Após a fuga de 12 presos da Cadeia Pública de Cambé, na madrugada desta quarta-feira (27), presos que não conseguiram escapar provocaram um incêndio em uma das galerias. Quatro detentos precisaram ser internados em razão das queimaduras e inalação da fumaça.

De acordo com a Polícia Civil, a fuga ocorreu por volta de 0h20, quando os presos quebraram a laje e fugiram pelo muro. Por volta das 2 horas, os outros internos que não conseguiram fugir iniciaram uma rebelião, incendiando duas das quatro galerias. "Só não houve morte pela ação rápida do agente carcerário e pelo auxílio do pelotão de Choque da Polícia Militar, que já dava apoio por causa das fugas", afirmou o delegado Roberto Fernandes de Lima.
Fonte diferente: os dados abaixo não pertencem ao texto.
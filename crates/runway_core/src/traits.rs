use crate::error::*;
use crate::instance::*;
use crate::runner::*;

/// Launch, observe and release instances.
pub trait ComputeProvider: Send + Sync + 'static + Clone {
    /// Requests one instance. Capacity exhaustion must surface as
    /// [`ComputeError::InsufficientCapacity`].
    fn launch_instance(
        &self,
        spec: &LaunchSpec,
    ) -> impl Future<Output = Result<Vec<InstanceRecord>, ComputeError>> + Send;

    fn describe_instances(
        &self,
        filter: &InstanceFilter,
    ) -> impl Future<Output = Result<Vec<InstanceRecord>, ComputeError>> + Send;

    /// Blocks until the instance is running, bounded by the provider's own waiter.
    fn wait_until_running(&self, id: &str) -> impl Future<Output = Result<(), ComputeError>> + Send;

    /// Requests termination. An empty `ids` slice is a no-op.
    fn terminate_instances(
        &self,
        ids: &[String],
    ) -> impl Future<Output = Result<(), ComputeError>> + Send;

    /// Availability zone a subnet lives in.
    fn subnet_zone(&self, subnet_id: &str) -> impl Future<Output = Result<String, ComputeError>> + Send;
}

/// Raw price and catalog data.
pub trait PricingProvider: Send + Sync + 'static + Clone {
    /// Current hourly on-demand price, [`None`] if the provider has no quote.
    fn on_demand_price(
        &self,
        size: &str,
    ) -> impl Future<Output = Result<Option<f64>, PricingError>> + Send;

    /// Spot quotes for the general-purpose Linux product line in one zone.
    fn spot_price_history(
        &self,
        size: &str,
        zone: &str,
    ) -> impl Future<Output = Result<Vec<PriceQuote>, PricingError>> + Send;

    /// One page of the sizes in `family`, starting at `next_token`.
    fn instance_sizes_page(
        &self,
        family: &str,
        next_token: Option<String>,
    ) -> impl Future<Output = Result<InstanceSizePage, PricingError>> + Send;
}

/// The service runners register with.
pub trait RegistrationService: Send + Sync + 'static + Clone {
    /// URL a runner passes when registering (e.g., the repository URL).
    fn registration_url(&self) -> String;

    /// Registrations carrying every label in `labels`.
    fn list_registrations(
        &self,
        labels: &[String],
    ) -> impl Future<Output = Result<Vec<Registration>, RegistrationError>> + Send;

    /// Returns whether the registration was removed.
    fn delete_registration(
        &self,
        id: &str,
    ) -> impl Future<Output = Result<bool, RegistrationError>> + Send;

    fn issue_registration_token(
        &self,
    ) -> impl Future<Output = Result<RegistrationToken, RegistrationError>> + Send;
}
use chrono::{DateTime, Utc};
use futures::future::try_join_all;
use runway_core::prelude::*;
use tracing::debug;

/// Issues `count` registration tokens concurrently. Any failure fails the batch.
pub async fn issue_tokens<R: RegistrationService>(
    registry: &R,
    count: u32,
) -> Result<Vec<RegistrationToken>, RegistrationError> {
    let tokens = try_join_all((0..count).map(|_| registry.issue_registration_token())).await?;
    let expires_at = earliest_expiry(&tokens);
    debug!(count = tokens.len(), ?expires_at, "Issued registration tokens");
    Ok(tokens)
}

/// When the first token of a batch stops being accepted, if the service says.
pub fn earliest_expiry(tokens: &[RegistrationToken]) -> Option<DateTime<Utc>> {
    tokens.iter().filter_map(|t| t.expires_at).min()
}
use crate::constants::tags;
use chrono::{DateTime, Utc};
use serde::{Deserialize, Serialize};
use std::collections::BTreeMap;
use std::fmt;

/// Opaque name of one CI job's capacity. Used as instance tag value and runner label.
#[derive(Debug, Clone, PartialEq, Eq, Hash, Serialize, Deserialize)]
pub struct JobId(String);

impl JobId {
    pub fn new(id: impl Into<String>) -> Self {
        Self(id.into())
    }

    pub fn as_str(&self) -> &str {
        &self.0
    }
}

impl fmt::Display for JobId {
    fn fmt(&self, f: &mut fmt::Formatter<'_>) -> fmt::Result {
        f.write_str(&self.0)
    }
}

#[derive(Debug, Clone, Copy, PartialEq, Eq, Serialize, Deserialize)]
pub enum InstanceState {
    Pending,
    Running,
    ShuttingDown,
    Terminated,
    Stopping,
    Stopped,
}

impl InstanceState {
    pub fn as_str(&self) -> &'static str {
        match self {
            Self::Pending => "pending",
            Self::Running => "running",
            Self::ShuttingDown => "shutting-down",
            Self::Terminated => "terminated",
            Self::Stopping => "stopping",
            Self::Stopped => "stopped",
        }
    }
}

/// An instance as observed through the provider's inventory.
#[derive(Debug, Clone, PartialEq, Serialize, Deserialize)]
pub struct InstanceRecord {
    pub id: String,
    pub state: InstanceState,
    pub tags: BTreeMap<String, String>,
}

impl InstanceRecord {
    pub fn job_id(&self) -> Option<&str> {
        self.tags.get(tags::JOB_ID).map(String::as_str)
    }
}

/// Tag-based inventory query. An empty `states` list matches every lifecycle state.
#[derive(Debug, Clone, Default, PartialEq)]
pub struct InstanceFilter {
    pub tags: Vec<(String, String)>,
    pub states: Vec<InstanceState>,
}

impl InstanceFilter {
    pub fn for_job(job: &JobId) -> Self {
        Self {
            tags: vec![(tags::JOB_ID.to_string(), job.to_string())],
            states: Vec::new(),
        }
    }

    pub fn with_state(mut self, state: InstanceState) -> Self {
        self.states.push(state);
        self
    }

    pub fn matches(&self, record: &InstanceRecord) -> bool {
        let tags_match = self
            .tags
            .iter()
            .all(|(k, v)| record.tags.get(k).is_some_and(|t| t == v));
        let state_match = self.states.is_empty() || self.states.contains(&record.state);
        tags_match && state_match
    }
}

/// Spot market options. Requests are always one-time and the instance is
/// terminated on interruption.
#[derive(Debug, Clone, PartialEq, Serialize, Deserialize)]
pub struct SpotMarket {
    /// Maximum hourly price in USD.
    pub max_price: f64,
}

impl SpotMarket {
    pub fn one_time(max_price: f64) -> Self {
        Self { max_price }
    }
}

/// Everything needed to request one instance.
#[derive(Debug, Clone, PartialEq, Serialize, Deserialize)]
pub struct LaunchSpec {
    pub image_id: String,
    pub size: String,
    pub subnet_id: String,
    pub security_group_id: String,
    pub key_name: Option<String>,
    pub iam_instance_profile: Option<String>,
    pub tags: BTreeMap<String, String>,
    /// Plain-text boot script. Providers encode it as they require.
    pub user_data: String,
    /// [`None`] requests on-demand capacity.
    pub market: Option<SpotMarket>,
}

impl LaunchSpec {
    pub fn is_spot(&self) -> bool {
        self.market.is_some()
    }
}

#[derive(Debug, Clone, PartialEq, Eq, Serialize, Deserialize)]
pub struct InstanceSize {
    pub name: String,
    pub vcpus: u32,
}

impl InstanceSize {
    pub fn new(name: impl Into<String>, vcpus: u32) -> Self {
        Self {
            name: name.into(),
            vcpus,
        }
    }
}

/// One page of a family's size catalog.
#[derive(Debug, Clone, Default)]
pub struct InstanceSizePage {
    pub sizes: Vec<InstanceSize>,
    pub next_token: Option<String>,
}

/// A point-in-time spot quote.
#[derive(Debug, Clone, PartialEq, Serialize, Deserialize)]
pub struct PriceQuote {
    pub size: String,
    pub zone: String,
    pub price: f64,
    pub timestamp: DateTime<Utc>,
}

/// Family prefix of a size name, e.g. `m5` for `m5.large`.
pub fn family_of(size: &str) -> &str {
    size.split_once('.').map(|(family, _)| family).unwrap_or(size)
}

#[cfg(test)]
mod tests {
    use super::*;

    fn record(state: InstanceState, job: &str) -> InstanceRecord {
        InstanceRecord {
            id: "i-1".into(),
            state,
            tags: BTreeMap::from([(tags::JOB_ID.to_string(), job.to_string())]),
        }
    }

    #[test]
    fn filter_matches_tags_and_states() {
        let job = JobId::new("job-a");
        let any = InstanceFilter::for_job(&job);
        let running = InstanceFilter::for_job(&job).with_state(InstanceState::Running);

        assert!(any.matches(&record(InstanceState::Stopped, "job-a")));
        assert!(running.matches(&record(InstanceState::Running, "job-a")));
        assert!(!running.matches(&record(InstanceState::Pending, "job-a")));
        assert!(!any.matches(&record(InstanceState::Running, "job-b")));
    }

    #[test]
    fn family_prefix() {
        assert_eq!(family_of("m5.large"), "m5");
        assert_eq!(family_of("c6gn.16xlarge"), "c6gn");
        assert_eq!(family_of("weird"), "weird");
    }
}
Segundo ele, antes da fuga, a cadeia, que tem capacidade para 52 detentos, abrigava 193 em quatro alas. "Mas, destes 193, 170 ficam na ala principal, onde só caberiam 32", informou. No incêndio, duas galerias foram danificadas e uma terá de ficar interditada até a reforma. Dos quatro detentos feridos pelo fogo, dois estão na ala de queimados do Hospital Universitário de Londrina em estado grave. De acordo com o hospital, eles estavam inconscientes e respiravam por aparelhos na tarde desta quarta.

Os outros dois detentos foram levados para a Santa Casa de Cambé, mas com ferimentos leves. O agente carcerário e o policial civil que inalaram fumaça não corriam perigo de morte. O delegado Roberto de Lima afirmou que, com uma ala interditada, será necessário transferir de 90 a 100 detentos com urgência, o que foi solicitado à VEP (Vara de Execuções Penais). Ainda de acordo com ele, dos 193 presos, 103 já tinham condenação. Dos presos que fugiram, oito permaneciam foragidos até o início da noite.

IBAITI
Dezesseis detentos escaparam da Cadeia Pública de Ibaiti (Norte Pioneiro) por volta das 15h desta quarta-feira (27). Os presos aproveitaram o período de visita, abriram um buraco na parede do solário e ganharam a rua Antônio Moura Bueno, no centro da cidade, onde está situada a unidade carcerária. A cadeia de Ibaiti comporta apenas 20 pessoas, mas, no momento da fuga, somava 131 presos. De acordo com a PM (Polícia Militar), seis dos 16 fugitivos haviam sido recapturados até o final da tarde.